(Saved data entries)
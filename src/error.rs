use std::path::{Path, PathBuf};

use thiserror::Error;

/// Result type for dataset and aggregation operations.
pub type Result<T> = std::result::Result<T, DashboardError>;

/// Errors raised by the load → filter → aggregate pipeline.
#[derive(Debug, Error)]
pub enum DashboardError {
    /// The source could not be opened or is structurally malformed.
    #[error("dataset {} is unavailable: {reason}", path.display())]
    DataUnavailable { path: PathBuf, reason: String },

    /// Required columns are absent from the header.
    #[error("dataset {} is missing required columns: {}", path.display(), missing.join(", "))]
    SchemaMismatch { path: PathBuf, missing: Vec<String> },

    /// A mean was requested over zero records.
    #[error("no records match the current filters")]
    EmptyAggregate,

    /// A range argument could not be parsed.
    #[error("invalid range: {0}")]
    InvalidRange(String),
}

impl DashboardError {
    pub(crate) fn unavailable(path: &Path, reason: impl ToString) -> Self {
        DashboardError::DataUnavailable {
            path: path.to_path_buf(),
            reason: reason.to_string(),
        }
    }
}
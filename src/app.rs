use eframe::egui;

use crate::data::filter::DashboardDefaults;
use crate::state::AppState;
use crate::ui::{dashboard, panels};

// ---------------------------------------------------------------------------
// eframe App implementation
// ---------------------------------------------------------------------------

pub struct ChurnLensApp {
    pub state: AppState,
}

impl Default for ChurnLensApp {
    fn default() -> Self {
        Self::new(DashboardDefaults::default())
    }
}

impl ChurnLensApp {
    pub fn new(defaults: DashboardDefaults) -> Self {
        Self {
            state: AppState::new(defaults),
        }
    }
}

impl eframe::App for ChurnLensApp {
    fn update(&mut self, ctx: &egui::Context, _frame: &mut eframe::Frame) {
        // ---- Top panel: menu bar ----
        egui::TopBottomPanel::top("top_bar").show(ctx, |ui| {
            panels::top_bar(ui, &mut self.state);
        });

        // ---- Left side panel: filters ----
        egui::SidePanel::left("filter_panel")
            .default_width(260.0)
            .resizable(true)
            .show(ctx, |ui| {
                panels::side_panel(ui, &mut self.state);
            });

        // ---- Central panel: dashboard ----
        egui::CentralPanel::default().show(ctx, |ui| {
            dashboard::dashboard(ui, &mut self.state);
        });
    }
}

▶ [ACTION ITEM] Quote the data above verbatim from its first line to the line that includes "is structurally malformed.", with both boundary lines retained.

▶ [RESULT]
filename src/error.rs
use std::path::{Path, PathBuf};

use thiserror::Error;

/// Result type for dataset and aggregation operations.
pub type Result<T> = std::result::Result<T, DashboardError>;

/// Errors raised by the load → filter → aggregate pipeline.
#[derive(Debug, Error)]
pub enum DashboardError {
    /// The source could not be opened or is structurally malformed.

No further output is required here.